- [Problem to work on]: Only the lines from the one containing "must not be" to the end of the records belong in the output; print them exactly.

- [Stored data entries]:
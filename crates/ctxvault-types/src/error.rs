//! Validation errors for entity values.

use thiserror::Error;

/// Result type alias for entity validation.
pub type Result<T> = std::result::Result<T, ValidationError>;

/// A value failed the contract-level checks shared by every backend.
#[derive(Debug, Clone, PartialEq, Eq, Error)]
pub enum ValidationError {
    /// Importance outside the 1..=10 range.
    #[error("importance {0} is outside the allowed range 1..=10")]
    ImportanceOutOfRange(u8),

    /// A required text field was empty.
    #[error("field '{0}' must not be empty")]
    EmptyField(&'static str),

    /// Unrecognized context type name.
    #[error("unknown context type '{0}'")]
    UnknownContextType(String),

    /// Unrecognized backend kind name.
    #[error("unknown backend kind '{0}'")]
    UnknownBackendKind(String),
}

- [Response area]:
    #[error("field '{0}' must not be empty")]
    EmptyField(&'static str),

    /// Unrecognized context type name.
    #[error("unknown context type '{0}'")]
    UnknownContextType(String),

    /// Unrecognized backend kind name.
    #[error("unknown backend kind '{0}'")]
    UnknownBackendKind(String),
}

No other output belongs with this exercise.